FINRA Rule 5320 goes into effect on September 12 and applies to a customer order at all times that the order is executable by the firm. Therefore, if a customer and firm agree to process the customer's order outside normal market hours, the protections of FINRA Rule 5320 will apply to that customer's order outside normal market hours.

Click here to read FINRA Regulatory Notice 11-24.

SEC Approves Rule Governing Fidelity Bonds

Co-authored by Natalya S. Zelensky

The Securities and Exchange Commission has approved the Financial Industry Regulatory Authority's proposal to adopt a rule governing fidelity bonds. FINRA Rule 4360 is based on NASD Rule 3020 and takes into account certain requirements under New York Stock Exchange Rule 319 and its Interpretation. The rule requires each firm required to join the Securities Investor Protection Corporation (SIPC) to maintain blanket fidelity bond coverage with specified amounts of coverage based on the firm's net capital requirement, with certain exceptions. Such firms must maintain fidelity bond coverage that provides for per loss coverage without an aggregate limit of liability. Firms that do not qualify for a fidelity bond with per loss coverage and no aggregate limit of liability must maintain substantially similar bond coverage in compliance with all of the rule's other provisions, provided that the firms maintain written correspondence from two insurance providers stating that the firms do not qualify for such coverage. FINRA Rule 4360 also addresses minimum required coverage, deductible provision, annual review of coverage, and exemptions. FINRA Rule 4360 takes effect on January 1, 2012. Firms subject to the rule must have a fidelity bond in place as of January 1, 2012, that meets all of the rule's requirements.

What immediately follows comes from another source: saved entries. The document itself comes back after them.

//! Startup seeding of built-in roles and the first super administrator

use crate::auth::password::hash_password;
use crate::config::{BootstrapConfig, SuperAdminConfig};
use crate::core::models::{NewUser, User};
use crate::core::rate_limiter::RateLimitPolicy;
use crate::storage::CredentialStore;
use crate::utils::error::Result;
use tracing::{debug, info};

/// Name of the role granted to the bootstrap administrator
pub const SUPER_ADMIN_ROLE: &str = "SuperAdmin";

/// Built-in role: (name, requests per minute, permissions)
pub const DEFAULT_ROLES: &[(&str, u32, &[&str])] = &[
    (
        SUPER_ADMIN_ROLE,
        50,
        &[
            "manage_system",
            "manage_users",
            "manage_roles",
            "moderate_content",
            "create_content",
            "edit_content",
            "delete_content",
            "view_content",
            "submit_content",
            "access_public_content",
        ],
    ),
    (
        "Admin",
        40,
        &[
            "manage_users",
            "manage_roles",
            "create_content",
            "edit_content",
            "delete_content",
            "view_content",
            "submit_content",
            "access_public_content",
        ],
    ),
    (
        "Moderator",
        25,
        &["moderate_content", "view_content", "access_public_content"],
    ),
    (
        "Editor",
        25,
        &[
            "create_content",
            "edit_content",
            "delete_content",
            "view_content",
            "submit_content",
            "access_public_content",
        ],
    ),
    ("Viewer", 10, &["view_content", "access_public_content"]),
    (
        "Contributor",
        10,
        &["submit_content", "view_content", "access_public_content"],
    ),
    ("Guest", 10, &["access_public_content"]),
];

/// Create every built-in role that does not exist yet
///
/// Existing roles keep their stored policy and permissions. Returns the
/// number of roles created.
pub async fn seed_default_roles(store: &dyn CredentialStore) -> Result<usize> {
    let mut created = 0;
    for (name, per_minute, permissions) in DEFAULT_ROLES {
        if store.find_role_by_name(name).await?.is_some() {
            debug!("Role {} already present", name);
            continue;
        }

        let permissions: Vec<String> = permissions.iter().map(|p| p.to_string()).collect();
        store
            .upsert_role(name, RateLimitPolicy::per_minute(*per_minute)?, &permissions)
            .await?;
        created += 1;
    }

    if created > 0 {
        info!("Seeded {} default roles", created);
    }
    Ok(created)
}

/// Create the configured super administrator when absent
///
/// Returns the user only when it was created by this call.
pub async fn ensure_super_admin(
    store: &dyn CredentialStore,
    admin: &SuperAdminConfig,
) -> Result<Option<User>> {
    if store.find_user_by_username(&admin.username).await?.is_some() {
        debug!("Super admin {} already exists", admin.username);
        return Ok(None);
    }

    let password_hash = hash_password(&admin.password)?;
    let user = store
        .create_user(NewUser::new(&admin.username, &admin.email, password_hash))
        .await?;
    let user = store.assign_role(&user.username, SUPER_ADMIN_ROLE).await?;

    info!("Created super admin {}", user.username);
    Ok(Some(user))
}

/// Apply the configured bootstrap steps in order
pub async fn run(store: &dyn CredentialStore, config: &BootstrapConfig) -> Result<()> {
    if config.seed_default_roles {
        seed_default_roles(store).await?;
    }
    if let Some(admin) = &config.super_admin {
        ensure_super_admin(store, admin).await?;
    }
    Ok(())
}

Click here to read FINRA Regulatory Notice 11-21.

SEC Approves Amendments to Transaction Reporting and Trading Activity Fee Rules Related to Asset-Backed Securities Transaction Reporting

Co-authored by Natalya S. Zelensky

The Securities and Exchange Commission has approved proposed amendments to transaction reporting and notification requirements in the Financial Industry Regulatory Authority Rule 6700 Series and reporting fees in FINRA Rule 7730, which relate primarily to Asset-Backed Securities, and the method of calculating the Trading Activity Fee (TAF) for such securities in Schedule A of the FINRA By-Laws. FINRA's Trade Reporting and Compliance Engine (TRACE) rules provide for the reporting of transactions in TRACE-Eligible Securities to TRACE, and the dissemination of transaction information, with some exceptions. FINRA Rule 7730 sets forth TRACE reporting and data fees. The TAF is a regulatory fee FINRA uses to fund its member regulation activities, including examinations, financial monitoring, and policymaking, rulemaking and enforcement activities. The effective date of the approved amendments is May 16.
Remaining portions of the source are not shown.